The accrual concept has this benefit in the organization which is related to maintaining
the consistency in the profits pertaining to the period. It manages the results of the organization
in the manner that the management and its performance remains simultaneously equivalent for
the management and in any year they do not have the excessive pressure such that they have to
create the manipulations in the books of accounts. The manipulation is unfair as per the
accounting policies and procedures and shall not represent the true and fair view pertaining to the
financial statements in the business. This will lead to the misleading effect on the stakeholders of
the business such that they will not get to know the actual financial, liquidity, profitability
position of the business also affecting their decision-making capacity.

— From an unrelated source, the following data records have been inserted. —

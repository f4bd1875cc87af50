// Artist pages

use axum::{
    extract::{Path, Query, State},
    http::StatusCode,
    response::{Html, IntoResponse, Redirect, Response},
    Form,
};
use axum_extra::extract::Form as MultiForm;
use chrono::Utc;
use common::errors::BookingError;
use common::forms::{ArtistForm, SearchForm};
use common::storage::BookingStore;
use common::telemetry;

use super::{
    db_error, failure_status, form_context, home_page, page_context, render, ErrorResponse, Flash,
};
use crate::state::AppState;

#[tracing::instrument(skip(state))]
pub async fn list_artists(State(state): State<AppState>) -> Result<Html<String>, ErrorResponse> {
    let artists = state.store.list_artists().await.map_err(db_error)?;

    let mut context = page_context("artists");
    context.insert("artists", &artists);
    render("pages/artists.html", &context)
}

#[tracing::instrument(skip(state))]
pub async fn search_artists(
    State(state): State<AppState>,
    Form(search): Form<SearchForm>,
) -> Result<Html<String>, ErrorResponse> {
    render_search(&state, search).await
}

#[tracing::instrument(skip(state))]
pub async fn search_artists_query(
    State(state): State<AppState>,
    Query(search): Query<SearchForm>,
) -> Result<Html<String>, ErrorResponse> {
    render_search(&state, search).await
}

async fn render_search(state: &AppState, search: SearchForm) -> Result<Html<String>, ErrorResponse> {
    let results = state
        .store
        .search_artists(&search.search_term)
        .await
        .map_err(db_error)?;

    let mut context = page_context("artists");
    context.insert("results", &results);
    context.insert("search_term", &search.search_term);
    render("pages/search_artists.html", &context)
}

/// Artist detail with past and upcoming shows
#[tracing::instrument(skip(state))]
pub async fn show_artist(
    State(state): State<AppState>,
    Path(id): Path<i32>,
) -> Result<Html<String>, ErrorResponse> {
    let artist = state
        .store
        .artist_detail(id, Utc::now())
        .await
        .map_err(db_error)?
        .ok_or_else(|| ErrorResponse::not_found(format!("Artist not found: {}", id)))?;

    let mut context = page_context("artists");
    context.insert("artist", &artist);
    render("pages/show_artist.html", &context)
}

pub async fn create_artist_form() -> Result<Html<String>, ErrorResponse> {
    let mut context = form_context("artists");
    context.insert("artist", &ArtistForm::default());
    render("forms/new_artist.html", &context)
}

#[tracing::instrument(skip(state, form), fields(artist_name = %form.name))]
pub async fn create_artist_submission(
    State(state): State<AppState>,
    MultiForm(form): MultiForm<ArtistForm>,
) -> Result<(StatusCode, Html<String>), ErrorResponse> {
    let name = form.name.trim().to_string();

    match submit_artist(state.store.as_ref(), form).await {
        Ok(id) => {
            telemetry::record_created("artist");
            tracing::info!(artist_id = id, "Artist listed");
            home_page(
                StatusCode::OK,
                Some(Flash::success(format!("Artist {} was successfully listed!", name))),
            )
        }
        Err(e) => {
            telemetry::record_create_failure("artist", e.reason());
            tracing::error!(error = %e, "Artist could not be listed");
            home_page(
                failure_status(&e),
                Some(Flash::error(format!(
                    "An error occurred. Artist {} could not be listed.",
                    name
                ))),
            )
        }
    }
}

async fn submit_artist(store: &dyn BookingStore, form: ArtistForm) -> Result<i32, BookingError> {
    let artist = form.validate()?;
    Ok(store.create_artist(artist).await?)
}

#[tracing::instrument(skip(state))]
pub async fn edit_artist(
    State(state): State<AppState>,
    Path(id): Path<i32>,
) -> Result<Html<String>, ErrorResponse> {
    let artist = state
        .store
        .find_artist(id)
        .await
        .map_err(db_error)?
        .ok_or_else(|| ErrorResponse::not_found(format!("Artist not found: {}", id)))?;

    let mut context = form_context("artists");
    context.insert("artist_id", &id);
    context.insert("artist", &ArtistForm::from(&artist));
    render("forms/edit_artist.html", &context)
}

#[tracing::instrument(skip(state, form))]
pub async fn edit_artist_submission(
    State(state): State<AppState>,
    Path(id): Path<i32>,
    MultiForm(form): MultiForm<ArtistForm>,
) -> Result<Response, ErrorResponse> {
    let name = form.name.trim().to_string();

    match update_artist(state.store.as_ref(), id, form).await {
        Ok(true) => {
            tracing::info!(artist_id = id, "Artist updated");
            Ok(Redirect::to(&format!("/artists/{}", id)).into_response())
        }
        Ok(false) => Err(ErrorResponse::not_found(format!("Artist not found: {}", id))),
        Err(e) => {
            telemetry::record_update_failure("artist", e.reason());
            tracing::error!(error = %e, artist_id = id, "Artist could not be updated");
            let page = home_page(
                failure_status(&e),
                Some(Flash::error(format!(
                    "An error occurred. Artist {} could not be updated.",
                    name
                ))),
            )?;
            Ok(page.into_response())
        }
    }
}

async fn update_artist(
    store: &dyn BookingStore,
    id: i32,
    form: ArtistForm,
) -> Result<bool, BookingError> {
    let artist = form.validate()?;
    Ok(store.update_artist(id, artist).await?)
}

/// Best-effort delete, mirroring venues
#[tracing::instrument(skip(state))]
pub async fn delete_artist(
    State(state): State<AppState>,
    Path(id): Path<i32>,
) -> Result<(StatusCode, Html<String>), ErrorResponse> {
    let flash = match state.store.delete_artist(id).await {
        Ok(true) => {
            telemetry::record_deleted("artist");
            Some(Flash::success("Artist was successfully deleted."))
        }
        Ok(false) => None,
        Err(e) => {
            tracing::warn!(error = %e, artist_id = id, "Artist delete rolled back");
            None
        }
    };

    home_page(StatusCode::OK, flash)
}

The timing of all the recognized income, expenses, revenues and profits has a severe
impact on the depicted results in the financial statements of the business. It shall be impacting
the profitability that is governed for a particular period which is also the major concern for the
managers of the company in order to effectively apply the earnings management concept on the
financial statements of the business (Atabay and Dinç, 2020). The earnings management
concept, revenue recognition principle and the matching concept are all governing the similar
objective which is the timeliness and effectiveness of recording the business transactions and
specially which are pertaining to impact the income statement of the business.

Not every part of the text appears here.